Search code examples
rviolin-plotseurat

Adding p-values to a violin plot in seurat


I currently have a seurat object scData in which I have applied module scored by using AddModuleScore.

AddModuleScore(scData, features = inflam, name = "inflam_score", seed = 1, search = FALSE, assay = NULL, nbin = 21, ctrl = 100, pool = NULL)

I've gone ahead and plotted a violin plot to see a visual by doing: VlnPlot(scData, features = c("inflam_score1"), pt.size = 0) + NoLegend() + theme(axis.text.x = element_text(angle = 90, hjust = 1))

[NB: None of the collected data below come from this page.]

impl SchemaIntrospector {
    /// Load a schema file and the single common schema it may include.
    /// Relative include locations resolve against the including file's directory.
    pub fn load(path: &Path) -> Result<Self, XmlConfError> {
        let primary = read_schema(path)?;

        let locations: Vec<String> = primary
            .descendants(primary.root())
            .into_iter()
            .filter(|id| local_name(primary.name(*id)) == "include")
            .filter_map(|id| primary.attribute(id, "schemaLocation").map(str::to_string))
            .collect();

        let common = match locations.as_slice() {
            [] => None,
            [location, rest @ ..] => {
                if !rest.is_empty() {
                    tracing::warn!(
                        schema = %path.display(),
                        ignored = rest.len(),
                        "only the first schema include is loaded"
                    );
                }
                let resolved = resolve_include(path, location);
                tracing::debug!(include = %resolved.display(), "loading common schema");
                Some(read_schema(&resolved)?)
            }
        };

        Ok(Self::from_documents(primary, common))
    }

    /// Build from already parsed documents.
    #[must_use]
    pub fn from_documents(primary: Document, common: Option<Document>) -> Self {
        let mut xsd_prefixes: Vec<String> = std::iter::once(&primary)
            .chain(common.as_ref())
            .flat_map(|doc| doc.node(doc.root()).attributes().to_vec())
            .filter(|(key, value)| key.starts_with("xmlns:") && value == XSD_NAMESPACE)
            .map(|(key, _)| key.trim_start_matches("xmlns:").to_string())
            .collect();
        if xsd_prefixes.is_empty() {
            xsd_prefixes = vec!["xsd".to_string(), "xs".to_string()];
        }
        Self {
            primary,
            common,
            xsd_prefixes,
        }
    }

    fn documents(&self) -> impl Iterator<Item = &Document> {
        self.common.iter().chain(std::iter::once(&self.primary))
    }

    /// Every declaration node with the given tag, common schema first.
    fn all_tagged(&self, tag: &str) -> Vec<Decl<'_>> {
        self.documents()
            .flat_map(|doc| {
                doc.descendants(doc.root())
                    .into_iter()
                    .map(move |id| Decl { doc, id })
            })
            .filter(|d| d.tag() == tag)
            .collect()
    }

    fn find(&self, tag: &str, attr: &str, value: &str) -> Vec<Decl<'_>> {
        self.all_tagged(tag)
            .into_iter()
            .filter(|d| d.attr(attr) == Some(value))
            .collect()
    }

    /// Top-level declarations (direct children of `schema`).
    fn global(&self, tag: &str, name: &str) -> Option<Decl<'_>> {
        self.documents()
            .flat_map(|doc| {
                doc.elements(doc.root())
                    .into_iter()
                    .map(move |id| Decl { doc, id })
            })
            .find(|d| d.tag() == tag && d.attr("name").map(local_name) == Some(name))
    }

    /// Element declaration by name. With several candidates, the first
    /// whose typing (`type` present or not) matches `with_type` wins,
    /// else the first in document order.
    pub(crate) fn element_decl(&self, name: &str, with_type: bool) -> Option<Decl<'_>> {
        let candidates = self.find("element", "name", name);
        match candidates.as_slice() {
            [] => None,
            [one] => Some(*one),
            many => many
                .iter()
                .find(|d| d.attr("type").is_some() == with_type)
                .or_else(|| many.first())
                .copied(),
        }
    }

    /// First element declared by `ref` to `name`.
    fn reference_decl(&self, name: &str) -> Option<Decl<'_>> {
        self.find("element", "ref", name).into_iter().next()
    }

    /// Declared type of the first element named `name`.
    fn complex_name(&self, name: &str) -> Option<&str> {
        self.find("element", "name", name)
            .into_iter()
            .next()
            .and_then(|d| d.attr("type"))
    }

    /// Attribute declaration owned by `parent_name` (or by its declared type).
    pub(crate) fn attribute_decl(&self, name: &str, parent_name: &str) -> Option<Decl<'_>> {
        let owner = self.complex_name(parent_name).unwrap_or(parent_name);
        self.find("attribute", "name", name)
            .into_iter()
            .find(|d| d.owner_name().map(local_name) == Some(local_name(owner)))
    }

    fn decl_for(&self, name: &str, parent_name: Option<&str>) -> Option<Decl<'_>> {
        match parent_name {
            Some(parent) => self.attribute_decl(name, parent),
            None => self.element_decl(name, false),
        }
    }

    /// Raw text of `annotation/documentation{field}` for an element (or an
    /// attribute of `parent_name`). Falls back to the declaration that
    /// references `name`. `field` is `""` for the documentation text itself,
    /// or a sub-field such as `"unit"` or `"/unit"`.
    #[must_use]
    pub fn get_doc_param(&self, field: &str, name: &str, parent_name: Option<&str>) -> Option<String> {
        let field = field.trim_start_matches('/');
        let decl = self.decl_for(name, parent_name)?;
        let mut found = decl.documentation(field);
        if found.len() != 1 {
            found = self
                .reference_decl(name)
                .map(|r| r.documentation(field))
                .unwrap_or_default();
        }
        match found.as_slice() {
            [one] => one.text().map(str::to_string),
            _ => None,
        }
    }

    /// Human-readable description, whitespace-normalised with `\n` and `\t`
    /// escapes expanded.
    #[must_use]
    pub fn get_documentation(&self, name: &str, parent_name: Option<&str>) -> Option<String> {
        self.get_doc_param("", name, parent_name)
            .map(|text| normalize_doc_text(&text))
    }

    #[must_use]
    pub fn get_unit(&self, name: &str, parent_name: Option<&str>) -> Option<String> {
        self.get_doc_param("unit", name, parent_name)
            .map(|text| normalize_doc_text(&text))
    }

    /// Source template of a file-typed value.
    #[must_use]
    pub fn get_file_source(&self, name: &str, parent_name: Option<&str>) -> Option<String> {
        self.get_doc_param("source", name, parent_name)
    }

    /// Default of a file-typed value.
    #[must_use]
    pub fn get_default(&self, name: &str, parent_name: Option<&str>) -> Option<String> {
        self.get_doc_param("default", name, parent_name)
    }

    fn flag(&self, field: &str, name: &str) -> bool {
        self.get_doc_param(field, name, None).as_deref() == Some("true")
    }

    #[must_use]
    pub fn ui_hints(&self, name: &str) -> UiHints {
        UiHints {
            hidden: self.flag("hide", name),
            hidden_unless_advanced: self.flag("adv", name),
            not_listable: self.flag("not_list", name),
            requires_explicit_confirmation: self.flag("conf", name),
        }
    }

    /// Whether an element flagged advanced-only should be hidden in the given mode.
    #[must_use]
    pub fn do_hide_adv(&self, name: &str, advanced_mode: bool) -> bool {
        !advanced_mode && self.flag("adv", name)
    }

    #[must_use]
    pub fn do_hide(&self, name: &str) -> bool {
        self.flag("hide", name)
    }

    #[must_use]
    pub fn do_not_list(&self, name: &str) -> bool {
        self.flag("not_list", name)
    }

    #[must_use]
    pub fn do_conf(&self, name: &str) -> bool {
        self.flag("conf", name)
    }

    /// Attributes of `annotation/documentation/xpath`, in declaration order.
    #[must_use]
    pub fn get_xpath_restrictions(
        &self,
        name: &str,
        parent_name: Option<&str>,
    ) -> Option<Vec<(String, String)>> {
        let decl = self.decl_for(name, parent_name)?;
        let mut found = decl.documentation("xpath");
        if found.len() != 1 {
            found = self
                .reference_decl(name)
                .map(|r| r.documentation("xpath"))
                .unwrap_or_default();
        }
        match found.as_slice() {
            [one] => Some(one.doc.node(one.id).attributes().to_vec()),
            _ => None,
        }
    }

    /// Type of an element.
    #[must_use]
    pub fn get_type(&self, name: &str) -> Option<TypeDescriptor> {
        let decl = self.element_decl(name, true)?;
        self.describe_decl(decl)
    }

    /// Type of an attribute of `parent_name`.
    #[must_use]
    pub fn get_attribute_type(&self, name: &str, parent_name: &str) -> Option<TypeDescriptor> {
        let decl = self.attribute_decl(name, parent_name)?;
        self.describe_decl(decl)
    }

    fn describe_decl(&self, decl: Decl<'_>) -> Option<TypeDescriptor> {
        match decl.attr("type") {
            Some(FILE_TYPE) => Some(TypeDescriptor::of(TypeKind::File)),
            Some(type_name) => self.describe_type(type_name, 0),
            None => decl
                .child("simpleType")
                .and_then(|inline| self.describe_simple_type(inline, 0)),
        }
    }

    fn describe_type(&self, type_name: &str, depth: usize) -> Option<TypeDescriptor> {
        match self.resolve_type_name(type_name) {
            TypeRef::Builtin(local) => Some(TypeDescriptor::builtin(local)),
            TypeRef::File => Some(TypeDescriptor::of(TypeKind::File)),
            TypeRef::Simple(decl) => self.describe_simple_type(decl, depth),
            TypeRef::Complex(_) | TypeRef::Unknown => None,
        }
    }

    /// Named simple type description.
    #[must_use]
    pub fn get_simple_type(&self, name: &str) -> Option<TypeDescriptor> {
        let decl = self.find("simpleType", "name", name).into_iter().next()?;
        self.describe_simple_type(decl, 0)
    }

    fn describe_simple_type(&self, decl: Decl<'_>, depth: usize) -> Option<TypeDescriptor> {
        if depth > MAX_TYPE_DEPTH {
            tracing::warn!(depth, "simple type derivation too deep, giving up");
            return None;
        }
        let restrictions = decl.children_tagged("restriction");
        let [restriction] = restrictions.as_slice() else {
            return None;
        };
        let base = restriction.attr("base")?;

        let enum_values: Vec<String> = restriction
            .children_tagged("enumeration")
            .iter()
            .filter_map(|e| e.attr("value").map(str::to_string))
            .collect();

        let mut descriptor = match types::numeric_builtin(base) {
            Some(numeric) if self.is_builtin_name(base) => numeric,
            _ => match self.describe_type(base, depth + 1) {
                Some(inherited) => inherited,
                None => return None,
            },
        };

        if descriptor.kind == TypeKind::Numeric
            || (descriptor.kind == TypeKind::Enum && descriptor.step.is_some())
        {
            let facet = |tag: &str| {
                restriction
                    .child(tag)
                    .and_then(|f| f.attr("value"))
                    .and_then(|v| v.trim().parse::<f64>().ok())
            };
            if let Some(min) = facet("minInclusive") {
                descriptor.min = Some(min);
            }
            if let Some(max) = facet("maxInclusive") {
                descriptor.max = Some(max);
            }
            if let Some(digits) = restriction
                .child("fractionDigits")
                .and_then(|f| f.attr("value"))
                .and_then(|v| v.trim().parse::<u32>().ok())
            {
                descriptor.step = Some(step_from_fraction_digits(digits));
            }
        }

        if !enum_values.is_empty() {
            descriptor.kind = TypeKind::Enum;
            descriptor.enum_values = enum_values;
        }
        Some(descriptor)
    }

    fn is_builtin_name(&self, type_name: &str) -> bool {
        matches!(self.resolve_type_name(type_name), TypeRef::Builtin(_))
    }

    /// Resolve a `type`/`base` reference. Prefixed XSD names are built-ins;
    /// otherwise named complex and simple types take precedence over the
    /// `file` pseudo-type and unprefixed built-in names.
    pub(crate) fn resolve_type_name<'s>(&'s self, type_name: &'s str) -> TypeRef<'s> {
        if let Some((prefix, local)) = type_name.split_once(':') {
            if self.xsd_prefixes.iter().any(|p| p == prefix) {
                return TypeRef::Builtin(local);
            }
        }
        let local = local_name(type_name);
        if let Some(decl) = self.global("complexType", local) {
            return TypeRef::Complex(decl);
        }
        if let Some(decl) = self.global("simpleType", local) {
            return TypeRef::Simple(decl);
        }
        if local == FILE_TYPE {
            return TypeRef::File;
        }
        if validate::is_known_builtin(local) {
            return TypeRef::Builtin(local);
        }
        TypeRef::Unknown
    }

    fn occurs_values(&self, table_name: &str, attr: &str) -> Vec<&str> {
        let by_ref = self.find("element", "ref", table_name);
        let by_name = self.find("element", "name", table_name);
        by_ref
            .into_iter()
            .chain(by_name)
            .filter_map(|d| d.attr(attr))
            .collect()
    }

    /// `minOccurs` of a table element, 0 when undeclared.
    #[must_use]
    pub fn min_occurs(&self, table_name: &str) -> u32 {
        self.occurs_values(table_name, "minOccurs")
            .first()
            .and_then(|v| v.trim().parse().ok())
            .unwrap_or(0)
    }

    /// `maxOccurs` of a table element, 1 when undeclared and
    /// [`UNBOUNDED_OCCURS`] for `unbounded`.
    #[must_use]
    pub fn max_occurs(&self, table_name: &str) -> u32 {
        match self.occurs_values(table_name, "maxOccurs").first() {
            Some(&"unbounded") => UNBOUNDED_OCCURS,
            Some(value) => value.trim().parse().unwrap_or(1),
            None => 1,
        }
    }

    /// Names of elements or attributes declared with the `file` type.
    #[must_use]
    pub fn get_file_elements(&self, kind: DeclKind) -> Vec<String> {
        self.find(kind.tag(), "type", FILE_TYPE)
            .into_iter()
            .filter_map(|d| d.attr("name").map(str::to_string))
            .collect()
    }
}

Is there a way to add a p-value to the output?

I tried:

VlnPlot(scData, features = c("inflam_score1"), pt.size = 0) + stat_compare_means()

But get this error:

Error in stat_compare_means() : could not find function "stat_compare_means"

I tried:

VlnPlot(scData, features = c("inflam_score1"), pt.size = 0) + stat_compare_means()

But get this error:

Error in stat_compare_means() : could not find function "stat_compare_means"

UPDATE:

I needed to load the ggpubr package to get the p-values.

But since I have more than to 2 pair, how would I go about adding a global p-value plus the p-values for more than 2 groups.[![enter image description here][1]][1]

I tried:

my_comparisons <- list( c("hIgG2_mIgG2", "NIS793_mIgG2"), c("hIgG2_aIL_1b", "NIS793_aIL_1b"))
VlnPlot(fib_395, features = c("trans_score1"), pt.size = 0) + stat_compare_means(comparisons = my_comparisons) + stat_compare_means() 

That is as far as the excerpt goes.